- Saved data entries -

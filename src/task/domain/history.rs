//! Append-only field-level edit history.

use super::{ParseTaskFieldError, TaskHistoryId, TaskId};
use crate::access::domain::UserId;
use chrono::{DateTime, Utc};
use mockable::Clock;
use serde::{Deserialize, Serialize};
use std::fmt;

/// Editable non-status task field.
#[derive(Debug, Clone, Copy, PartialEq, Eq, Hash, Serialize, Deserialize)]
#[serde(rename_all = "snake_case")]
pub enum TaskField {
    /// Task title.
    Title,
    /// Task description.
    Description,
    /// Priority reference.
    Priority,
    /// Complexity reference.
    Complexity,
    /// Workcenter reference.
    Workcenter,
}

impl TaskField {
    /// Returns the canonical storage representation.
    #[must_use]
    pub const fn as_str(self) -> &'static str {
        match self {
            Self::Title => "title",
            Self::Description => "description",
            Self::Priority => "priority",
            Self::Complexity => "complexity",
            Self::Workcenter => "workcenter",
        }
    }
}

impl TryFrom<&str> for TaskField {
    type Error = ParseTaskFieldError;

    fn try_from(value: &str) -> Result<Self, Self::Error> {
        match value.trim().to_ascii_lowercase().as_str() {
            "title" => Ok(Self::Title),
            "description" => Ok(Self::Description),
            "priority" => Ok(Self::Priority),
            "complexity" => Ok(Self::Complexity),
            "workcenter" => Ok(Self::Workcenter),
            _ => Err(ParseTaskFieldError(value.to_owned())),
        }
    }
}

impl fmt::Display for TaskField {
    fn fmt(&self, f: &mut fmt::Formatter<'_>) -> fmt::Result {
        f.write_str(self.as_str())
    }
}

/// One immutable field-level diff, separate from the lifecycle action log.
#[derive(Debug, Clone, PartialEq, Eq, Serialize, Deserialize)]
pub struct TaskHistoryEntry {
    id: TaskHistoryId,
    task_id: TaskId,
    field: TaskField,
    old_value: Option<String>,
    new_value: Option<String>,
    actor_id: UserId,
    recorded_at: DateTime<Utc>,
}

/// Parameter object for reconstructing a persisted history entry.
#[derive(Debug, Clone, PartialEq, Eq)]
pub struct PersistedTaskHistoryData {
    /// Persisted entry identifier.
    pub id: TaskHistoryId,
    /// Persisted task reference.
    pub task_id: TaskId,
    /// Persisted field name.
    pub field: TaskField,
    /// Persisted previous value.
    pub old_value: Option<String>,
    /// Persisted replacement value.
    pub new_value: Option<String>,
    /// Persisted acting user.
    pub actor_id: UserId,
    /// Persisted edit timestamp.
    pub recorded_at: DateTime<Utc>,
}

impl TaskHistoryEntry {
    /// Records a new field-level diff.
    #[must_use]
    pub fn record(
        task_id: TaskId,
        field: TaskField,
        old_value: Option<String>,
        new_value: Option<String>,
        actor_id: UserId,
        clock: &impl Clock,
    ) -> Self {
        Self {
            id: TaskHistoryId::new(),
            task_id,
            field,
            old_value,
            new_value,
            actor_id,
            recorded_at: clock.utc(),
        }
    }

    /// Reconstructs an entry from persisted storage.
    #[must_use]
    pub fn from_persisted(data: PersistedTaskHistoryData) -> Self {
        Self {
            id: data.id,
            task_id: data.task_id,
            field: data.field,
            old_value: data.old_value,
            new_value: data.new_value,
            actor_id: data.actor_id,
            recorded_at: data.recorded_at,
        }
    }

    /// Returns the entry identifier.
    #[must_use]
    pub const fn id(&self) -> TaskHistoryId {
        self.id
    }

    /// Returns the task this entry belongs to.
    #[must_use]
    pub const fn task_id(&self) -> TaskId {
        self.task_id
    }

    /// Returns the edited field.
    #[must_use]
    pub const fn field(&self) -> TaskField {
        self.field
    }

    /// Returns the previous value.
    #[must_use]
    pub fn old_value(&self) -> Option<&str> {
        self.old_value.as_deref()
    }

    /// Returns the replacement value.
    #[must_use]
    pub fn new_value(&self) -> Option<&str> {
        self.new_value.as_deref()
    }

    /// Returns the acting user.
    #[must_use]
    pub const fn actor_id(&self) -> UserId {
        self.actor_id
    }

    /// Returns the edit timestamp.
    #[must_use]
    pub const fn recorded_at(&self) -> DateTime<Utc> {
        self.recorded_at
    }
}
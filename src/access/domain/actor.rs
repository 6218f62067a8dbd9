//! Resolved caller identity and its policy checks.

use super::{Capability, CapabilitySet, Role, UserId};

/// A caller whose identity the identity collaborator has already resolved.
///
/// The engine trusts the `(user_id, role, capabilities)` triple
/// unconditionally; credential verification happens upstream.
#[derive(Debug, Clone, Copy, PartialEq, Eq)]
pub struct Actor {
    user_id: UserId,
    role: Role,
    capabilities: CapabilitySet,
}

impl Actor {
    /// Creates an actor from a resolved identity.
    #[must_use]
    pub const fn new(user_id: UserId, role: Role, capabilities: CapabilitySet) -> Self {
        Self {
            user_id,
            role,
            capabilities,
        }
    }

    /// Returns the actor's user identifier.
    #[must_use]
    pub const fn user_id(&self) -> UserId {
        self.user_id
    }

    /// Returns the actor's role.
    #[must_use]
    pub const fn role(&self) -> Role {
        self.role
    }

    /// Returns the actor's capability grants.
    #[must_use]
    pub const fn capabilities(&self) -> CapabilitySet {
        self.capabilities
    }

    /// Returns whether the actor may create tasks.
    ///
    /// The explicit grant and the Manager rank floor are alternatives.
    #[must_use]
    pub const fn can_create_tasks(&self) -> bool {
        self.capabilities.contains(Capability::CreateTasks)
            || self.role.has_permission(Role::Manager)
    }

    /// Returns whether the actor may create receives and set their
    /// disposition.
    #[must_use]
    pub const fn can_manage_receives(&self) -> bool {
        matches!(self.role, Role::Superadmin)
            || self.capabilities.contains(Capability::ManageReceives)
    }

    /// Returns whether the actor may acknowledge or reject a completed
    /// task. Superadmin is an unconditional override; every other role
    /// needs the explicit grant.
    #[must_use]
    pub const fn can_acknowledge_task(&self) -> bool {
        matches!(self.role, Role::Superadmin)
            || self.capabilities.contains(Capability::ApproveCompletions)
    }

    /// Returns whether the actor may revert a closed task. Same override
    /// pattern as [`Actor::can_acknowledge_task`].
    #[must_use]
    pub const fn can_revert_task(&self) -> bool {
        matches!(self.role, Role::Superadmin)
            || self.capabilities.contains(Capability::RevertCompletions)
    }

    /// Returns whether the actor's rank reaches the Manager floor used by
    /// the assign and forward guards.
    #[must_use]
    pub const fn manages_tasks(&self) -> bool {
        self.role.has_permission(Role::Manager)
    }
}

- Task details -
Going through the entries, return every line holding the word "domain".

- Result of the exercise -
filename src/task/domain/history.rs
use crate::access::domain::UserId;
filename src/access/domain/actor.rs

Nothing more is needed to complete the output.